Sometimes, regional IRS offices decide to focus on particular business sectors because it has found a lot of abuse there. There’s not much you can do to reduce your changes of an audit in this scenario.
Also, all things being equal, the type of business that you are – whether you’re a C Corp, or a Sub S or sole proprietorship – can affect your odds of being audited. That’s because it’s easier to blur personal and business finances when your personal and business finances are combined in a single tax return.
Another factor is the size of your business. The larger the company, the more money there is to be reclaimed by the IRS in a typical audit scenario if there’s any abuse. So, you’re more likely to stay below the IRS’s radar if your revenue is $1 million than if your revenue is $10 million. Even so, that doesn’t mean that you shouldn’t grow your business merely to lower your chances of an IRS audit.
Automated Audit Trigger System
The heart of the IRS audit process is called the “discriminant function system,” or DIF. The IRS assigns varying DIF scores to taxpayers–individuals and businesses–based on numbers and ratios they report. Like Google, the IRS doesn’t reveal anything about the DIF. Still, there’s plenty of evidence of where it focuses.

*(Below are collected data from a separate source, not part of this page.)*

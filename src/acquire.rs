use std::{collections::HashMap, path::PathBuf};

use rayon::prelude::*;

use crate::{
    foundation::error::{ReelError, ReelResult},
    intake::sheet::SongRequest,
};

pub mod probe;
pub mod ytdlp;

/// A request paired with its locally decodable file and real duration.
#[derive(Clone, Debug, PartialEq, serde::Serialize)]
pub struct ResolvedMedia {
    pub name: String,
    pub path: PathBuf,
    pub duration_sec: f64,
    pub dimensions: Option<(u32, u32)>,
    /// Lives in the download area and may be removed after the render.
    pub owned: bool,
}

#[derive(Clone, Debug, PartialEq)]
pub struct ResolvedSong {
    pub request: SongRequest,
    pub media: ResolvedMedia,
}

/// Turns a source reference into a local file. Must be idempotent per `name`.
pub trait Acquire: Sync {
    fn resolve(&self, name: &str, source_ref: &str) -> ReelResult<ResolvedMedia>;
}

/// Resolve every request, `jobs` at a time, keeping input order.
///
/// Requests sharing a display name are fetched once. The first failure aborts with an
/// acquisition error naming the request.
pub fn resolve_songs(
    acquirer: &dyn Acquire,
    requests: &[SongRequest],
    jobs: usize,
) -> ReelResult<Vec<ResolvedSong>> {
    let mut unique: Vec<&SongRequest> = Vec::new();
    let mut seen = HashMap::<&str, usize>::new();
    for req in requests {
        if !seen.contains_key(req.display_name.as_str()) {
            seen.insert(req.display_name.as_str(), unique.len());
            unique.push(req);
        }
    }

    let pool = build_thread_pool(jobs)?;
    let resolved = pool.install(|| {
        unique
            .par_iter()
            .map(|req| {
                acquirer
                    .resolve(&req.display_name, &req.source_ref)
                    .map_err(|e| as_acquisition(e).for_request(&req.display_name))
            })
            .collect::<Vec<_>>()
    });

    let mut media = Vec::with_capacity(resolved.len());
    for item in resolved {
        media.push(item?);
    }

    requests
        .iter()
        .map(|req| {
            let slot = seen.get(req.display_name.as_str()).copied().ok_or_else(|| {
                ReelError::acquisition("internal error: request missing from fetch set")
            })?;
            Ok(ResolvedSong {
                request: req.clone(),
                media: media[slot].clone(),
            })
        })
        .collect()
}

/// Everything that goes wrong while fetching is reported as an acquisition failure.
pub(crate) fn as_acquisition(err: ReelError) -> ReelError {
    match err {
        ReelError::Acquisition(_) | ReelError::Request { .. } => err,
        other => ReelError::acquisition(other.to_string()),
    }
}

fn build_thread_pool(jobs: usize) -> ReelResult<rayon::ThreadPool> {
    if jobs == 0 {
        return Err(ReelError::validation("download jobs must be >= 1"));
    }
    rayon::ThreadPoolBuilder::new()
        .num_threads(jobs)
        .build()
        .map_err(|e| ReelError::acquisition(format!("failed to build download thread pool: {e}")))
}

#[cfg(test)]
#[path = "../tests/unit/acquire/resolve.rs"]
mod tests;
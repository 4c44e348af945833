use std::fmt::Write as _;

use crate::{
    config::settings::OutputMode,
    foundation::error::{ReelError, ReelResult},
    timeline::{
        builder::Timeline,
        segment::{Effect, Segment},
    },
};

pub const MIX_SAMPLE_RATE: u32 = 48_000;

/// Final stream labels produced by [`build_filter_graph`].
pub const VIDEO_OUT: &str = "vout";
pub const AUDIO_OUT: &str = "aout";
/// Second copy of the mixed audio, for the mp3 sibling of a video render.
pub const AUDIO_SIBLING_OUT: &str = "aout_mp3";

#[derive(Clone, Copy, Debug, PartialEq, Eq)]
pub struct Canvas {
    pub width: u32,
    pub height: u32,
    pub fps: u32,
}

/// Build an ffmpeg `-filter_complex` graph for a timeline whose segment `i` is input `i`.
///
/// Each segment is trimmed, re-based to zero, effected and then shifted to its timeline start.
/// Video is stacked with `overlay` on a black canvas (later segments on top); audio is summed
/// with `amix` so overlapping segments mix rather than cut.
pub fn build_filter_graph(
    timeline: &Timeline,
    mode: OutputMode,
    canvas: Option<Canvas>,
) -> ReelResult<String> {
    if timeline.is_empty() {
        return Err(ReelError::render("cannot build a filter graph for an empty timeline"));
    }

    let mut chains = Vec::<String>::new();
    for (i, seg) in timeline.segments().iter().enumerate() {
        chains.push(audio_chain(i, seg));
    }

    let mix_inputs: String = (0..timeline.len()).map(|i| format!("[a{i}]")).collect();
    let mixed = format!(
        "{mix_inputs}amix=inputs={}:duration=longest:normalize=0",
        timeline.len()
    );

    match mode {
        OutputMode::Audio => {
            chains.push(format!("{mixed}[{AUDIO_OUT}]"));
        }
        OutputMode::Video => {
            let canvas = canvas
                .ok_or_else(|| ReelError::render("video render needs a canvas size"))?;
            for (i, seg) in timeline.segments().iter().enumerate() {
                chains.push(video_chain(i, seg, canvas));
            }
            chains.push(format!(
                "color=c=black:s={}x{}:r={}:d={}[base]",
                canvas.width,
                canvas.height,
                canvas.fps,
                secs(timeline.duration_sec())
            ));
            let mut below = "base".to_string();
            for i in 0..timeline.len() {
                let out = format!("o{i}");
                chains.push(format!("[{below}][v{i}]overlay=x=0:y=0:eof_action=pass[{out}]"));
                below = out;
            }
            chains.push(format!("[{below}]format=yuv420p[{VIDEO_OUT}]"));
            chains.push(format!(
                "{mixed},asplit=2[{AUDIO_OUT}][{AUDIO_SIBLING_OUT}]"
            ));
        }
    }

    Ok(chains.join(";"))
}

fn video_chain(i: usize, seg: &Segment, canvas: Canvas) -> String {
    let mut c = format!(
        "[{i}:v]trim=start={}:end={},setpts=PTS-STARTPTS,fps={},\
         scale={w}:{h}:force_original_aspect_ratio=decrease,\
         pad={w}:{h}:(ow-iw)/2:(oh-ih)/2,setsar=1",
        secs(seg.trim.start_sec),
        secs(seg.trim.end_sec),
        canvas.fps,
        w = canvas.width,
        h = canvas.height,
    );
    let len = seg.len_sec();
    for fx in &seg.effects {
        match *fx {
            Effect::FadeIn { duration_sec } if duration_sec > 0.0 => {
                let _ = write!(c, ",fade=t=in:st=0:d={}", secs(duration_sec.min(len)));
            }
            Effect::FadeOut { duration_sec } if duration_sec > 0.0 => {
                let d = duration_sec.min(len);
                let _ = write!(c, ",fade=t=out:st={}:d={}", secs(len - d), secs(d));
            }
            Effect::Mirror => c.push_str(",hflip"),
            _ => {}
        }
    }
    let start = seg.start_sec();
    if start < 0.0 {
        let _ = write!(c, ",trim=start={},setpts=PTS-STARTPTS", secs(-start));
    }
    let _ = write!(c, ",setpts=PTS+{}/TB[v{i}]", secs(start));
    c
}

fn audio_chain(i: usize, seg: &Segment) -> String {
    let mut c = format!(
        "[{i}:a]atrim=start={}:end={},asetpts=PTS-STARTPTS",
        secs(seg.trim.start_sec),
        secs(seg.trim.end_sec),
    );
    let len = seg.len_sec();
    for fx in &seg.effects {
        match *fx {
            Effect::AudioNormalize => c.push_str(",loudnorm"),
            Effect::AudioFadeIn { duration_sec } if duration_sec > 0.0 => {
                let _ = write!(c, ",afade=t=in:st=0:d={}", secs(duration_sec.min(len)));
            }
            Effect::AudioFadeOut { duration_sec } if duration_sec > 0.0 => {
                let d = duration_sec.min(len);
                let _ = write!(c, ",afade=t=out:st={}:d={}", secs(len - d), secs(d));
            }
            _ => {}
        }
    }
    let start = seg.start_sec();
    if start < 0.0 {
        let _ = write!(c, ",atrim=start={},asetpts=PTS-STARTPTS", secs(-start));
    }
    let delay_ms = (start * 1000.0).round().max(0.0) as u64;
    let _ = write!(
        c,
        ",aresample={MIX_SAMPLE_RATE},aformat=channel_layouts=stereo,adelay={delay_ms}:all=1[a{i}]"
    );
    c
}

/// Seconds with millisecond precision and no trailing zeros (`"8"`, `"4.5"`, `"0.125"`).
fn secs(v: f64) -> String {
    let s = format!("{:.3}", v.max(0.0));
    let s = s.trim_end_matches('0').trim_end_matches('.');
    s.to_string()
}

#[cfg(test)]
#[path = "../../tests/unit/render/filtergraph.rs"]
mod tests;
use crate::{
    acquire::{ResolvedMedia, ResolvedSong},
    config::settings::{OutputMode, Settings},
    foundation::error::{ReelError, ReelResult},
    timeline::segment::{Effect, Segment, SegmentRole, TrimWindow},
};

/// Pad `[requested_start, requested_end]` by `fade_margin` on both sides, clamped to the source.
pub fn padded_window(
    requested_start: f64,
    requested_end: f64,
    fade_margin: f64,
    source_duration: f64,
) -> ReelResult<TrimWindow> {
    let start_sec = (requested_start - fade_margin).max(0.0);
    let end_sec = (requested_end + fade_margin).min(source_duration);
    if end_sec <= start_sec {
        return Err(ReelError::invalid_trim_window(format!(
            "requested {requested_start}s..{requested_end}s (+/- {fade_margin}s) leaves nothing \
             of a {source_duration}s source"
        )));
    }
    Ok(TrimWindow { start_sec, end_sec })
}

/// The bumper plays exactly `[start, end)`, with `end` clamped to the source (no fade padding).
pub fn bumper_window(
    start_sec: f64,
    end_sec: Option<f64>,
    source_duration: f64,
) -> ReelResult<TrimWindow> {
    let end = end_sec.map_or(source_duration, |e| e.min(source_duration));
    if end <= start_sec {
        return Err(ReelError::invalid_trim_window(format!(
            "countdown window {start_sec}s..{end}s is empty for a {source_duration}s source"
        )));
    }
    Ok(TrimWindow {
        start_sec,
        end_sec: end,
    })
}

/// Effects for one segment.
///
/// Video mode fades picture and sound, normalizes, and flips sources that are not already
/// mirrored. Audio-only mode never touches the picture.
pub fn select_effects(mode: OutputMode, fade_sec: f64, is_mirrored: bool) -> Vec<Effect> {
    let audio = [
        Effect::AudioNormalize,
        Effect::AudioFadeIn {
            duration_sec: fade_sec,
        },
        Effect::AudioFadeOut {
            duration_sec: fade_sec,
        },
    ];
    match mode {
        OutputMode::Audio => audio.to_vec(),
        OutputMode::Video => {
            let mut fx = vec![
                Effect::FadeIn {
                    duration_sec: fade_sec,
                },
                Effect::FadeOut {
                    duration_sec: fade_sec,
                },
            ];
            fx.extend(audio);
            if !is_mirrored {
                fx.push(Effect::Mirror);
            }
            fx
        }
    }
}

pub fn trim_song(song: &ResolvedSong, settings: &Settings) -> ReelResult<Segment> {
    let req = &song.request;
    let window = padded_window(
        req.start_sec,
        req.end_sec,
        settings.fade_duration_sec,
        song.media.duration_sec,
    )?;
    tracing::debug!(
        name = %req.display_name,
        start = window.start_sec,
        end = window.end_sec,
        "trimmed song"
    );
    Ok(Segment::new(
        SegmentRole::Content,
        &req.display_name,
        &song.media.path,
        song.media.dimensions,
        window,
        select_effects(
            settings.mode,
            settings.fade_duration_sec,
            req.is_mirrored,
        ),
    ))
}

/// The bumper is never mirrored and fades with the countdown's own duration.
pub fn trim_bumper(media: &ResolvedMedia, settings: &Settings) -> ReelResult<Segment> {
    let cd = &settings.countdown;
    let window = bumper_window(cd.start_sec, cd.end_sec, media.duration_sec)?;
    Ok(Segment::new(
        SegmentRole::Bumper,
        &media.name,
        &media.path,
        media.dimensions,
        window,
        select_effects(settings.mode, cd.fade_duration_sec, true),
    ))
}

#[cfg(test)]
#[path = "../../tests/unit/timeline/trim.rs"]
mod tests;
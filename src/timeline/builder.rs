use crate::{
    acquire::{ResolvedMedia, ResolvedSong},
    config::settings::Settings,
    foundation::{error::ReelResult, time::format_seconds},
    timeline::{bumper::BumperTemplate, segment::Segment, trim::trim_song},
};

/// Ordered, positioned segments: `[bumper, song, bumper, song, ...]`.
#[derive(Clone, Debug, Default, PartialEq, serde::Serialize)]
pub struct Timeline {
    segments: Vec<Segment>,
}

impl Timeline {
    pub fn segments(&self) -> &[Segment] {
        &self.segments
    }

    pub fn len(&self) -> usize {
        self.segments.len()
    }

    pub fn is_empty(&self) -> bool {
        self.segments.is_empty()
    }

    /// Latest end time over all segments (overlaps can make this differ from the last end).
    pub fn duration_sec(&self) -> f64 {
        self.segments
            .iter()
            .map(Segment::end_sec)
            .fold(0.0, f64::max)
    }
}

/// Fold state: the segments so far plus where the last one ended.
#[derive(Default)]
struct Placement {
    segments: Vec<Segment>,
    previous_end: Option<f64>,
}

impl Placement {
    fn placed(&self) -> usize {
        self.segments.len()
    }

    /// Starts are placed as computed, so an offset longer than the previous segment gives a
    /// negative start. The renderer drops whatever falls before 0.
    fn append(mut self, segment: Segment) -> Self {
        self.previous_end = Some(segment.end_sec());
        self.segments.push(segment);
        self
    }

    fn previous_end(&self) -> f64 {
        self.previous_end.unwrap_or(0.0)
    }

    fn push_pair(
        self,
        template: &BumperTemplate,
        song: &ResolvedSong,
        settings: &Settings,
    ) -> ReelResult<Self> {
        let cd = &settings.countdown;

        // The opening bumper has nothing to overlap, so it stays at 0.
        let mut bumper = template.instantiate();
        if self.placed() >= 2 {
            bumper = bumper.with_start(self.previous_end() - cd.start_offset_sec);
        }
        let state = self.append(bumper);

        let content = trim_song(song, settings)
            .map_err(|e| e.for_request(&song.request.display_name))?
            .with_start(state.previous_end() - cd.end_offset_sec);
        tracing::info!(
            name = %song.request.display_name,
            at = %format_seconds(content.start_sec()),
            "finished queuing"
        );
        Ok(state.append(content))
    }
}

/// Alternate a bumper before every song and chain each start off the previous end.
///
/// An empty song list gives an empty timeline without touching the bumper. Any failure
/// aborts the whole build.
#[tracing::instrument(skip_all, fields(songs = songs.len()))]
pub fn build_timeline(
    songs: &[ResolvedSong],
    bumper: &ResolvedMedia,
    settings: &Settings,
) -> ReelResult<Timeline> {
    if songs.is_empty() {
        return Ok(Timeline::default());
    }

    let template = BumperTemplate::new(bumper, settings)?;
    tracing::debug!(
        len = %format_seconds(template.template().len_sec()),
        "bumper template ready"
    );
    let placement = songs.iter().try_fold(Placement::default(), |state, song| {
        state.push_pair(&template, song, settings)
    })?;

    Ok(Timeline {
        segments: placement.segments,
    })
}

#[cfg(test)]
#[path = "../../tests/unit/timeline/builder.rs"]
mod tests;
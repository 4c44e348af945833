use std::path::PathBuf;

use anyhow::Context as _;
use clap::{Args, Parser, Subcommand};
use tracing_subscriber::{EnvFilter, fmt, prelude::*};

#[derive(Parser, Debug)]
#[command(name = "reelcut", version)]
struct Cli {
    /// Increase log detail (-v debug, -vv trace). `RUST_LOG` takes precedence.
    #[arg(short, long, action = clap::ArgAction::Count, global = true)]
    verbose: u8,

    #[command(subcommand)]
    cmd: Command,
}

#[derive(Subcommand, Debug)]
enum Command {
    /// Fetch sources and print the composed timeline as JSON.
    Plan(CommonArgs),
    /// Fetch, compose and render the reel (requires `ffmpeg` on PATH).
    Render(RenderArgs),
}

#[derive(Args, Debug)]
struct CommonArgs {
    /// Settings JSON.
    #[arg(long, default_value = "settings.json")]
    settings: PathBuf,

    /// Song sheet (CSV, first row is a header).
    #[arg(long, default_value = "data/entry.csv")]
    input: PathBuf,

    /// Download area for fetched sources.
    #[arg(long, default_value = "downloads")]
    downloads: PathBuf,

    /// Output directory for final_output.*.
    #[arg(long, default_value = "final")]
    out_dir: PathBuf,

    /// Render audio only (overrides `mp3_only`).
    #[arg(long)]
    audio_only: bool,

    /// Parallel downloads (overrides `download_jobs`).
    #[arg(long)]
    jobs: Option<usize>,
}

#[derive(Args, Debug)]
struct RenderArgs {
    #[command(flatten)]
    common: CommonArgs,

    /// Print the ffmpeg command instead of running it.
    #[arg(long)]
    dry_run: bool,

    /// Keep downloaded song files after rendering.
    #[arg(long)]
    keep_downloads: bool,
}

impl CommonArgs {
    fn run_options(&self) -> reelcut::RunOptions {
        reelcut::RunOptions {
            settings_path: self.settings.clone(),
            sheet_path: self.input.clone(),
            download_dir: self.downloads.clone(),
            out_dir: self.out_dir.clone(),
            audio_only: self.audio_only.then_some(true),
            download_jobs: self.jobs,
            keep_downloads: false,
            dry_run: false,
        }
    }
}

fn main() -> anyhow::Result<()> {
    let cli = Cli::parse();
    init_tracing(cli.verbose);
    match cli.cmd {
        Command::Plan(args) => cmd_plan(args),
        Command::Render(args) => cmd_render(args),
    }
}

fn init_tracing(verbose: u8) {
    let default = match verbose {
        0 => "info",
        1 => "debug",
        _ => "trace",
    };
    let filter = EnvFilter::try_from_default_env().unwrap_or_else(|_| EnvFilter::new(default));
    tracing_subscriber::registry()
        .with(fmt::layer().with_writer(std::io::stderr).with_target(false))
        .with(filter)
        .init();
}

fn cmd_plan(args: CommonArgs) -> anyhow::Result<()> {
    let timeline = reelcut::plan(&args.run_options())?;
    let json = serde_json::to_string_pretty(&timeline).context("serialize timeline")?;
    println!("{json}");
    Ok(())
}

fn cmd_render(args: RenderArgs) -> anyhow::Result<()> {
    let opts = reelcut::RunOptions {
        keep_downloads: args.keep_downloads,
        dry_run: args.dry_run,
        ..args.common.run_options()
    };

    match reelcut::run(&opts)? {
        reelcut::RunOutcome::Nothing => eprintln!("no clips to process"),
        reelcut::RunOutcome::DryRun(line) => println!("{line}"),
        reelcut::RunOutcome::Rendered(outputs) => {
            if let Some(video) = &outputs.video {
                eprintln!("wrote {}", video.display());
            }
            eprintln!("wrote {}", outputs.audio.display());
        }
    }
    Ok(())
}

A basic example is the ratio of your total claimed business expense deductions to your overall business income. Of course, you can operate at a loss from time to time. But if that happens often, the IRS will probably take a closer look. Still, you’ll be vindicated if all of your expenses are legitimate.
The DIF focuses on areas typically prone to abuse, such as business meal charges and travel. If you frequently expense for these reasons, keep detailed records and receipts. This goes for expenses of at least $75.
Since 2018, you’re required to separate your food and drink expenses from the entertainment portion. The cost of the entertainment portion (e.g. theater and sporting event tickets) isn’t deductible. As always, keep notes on the purpose of business meals, who attended, and your relationship to those individuals.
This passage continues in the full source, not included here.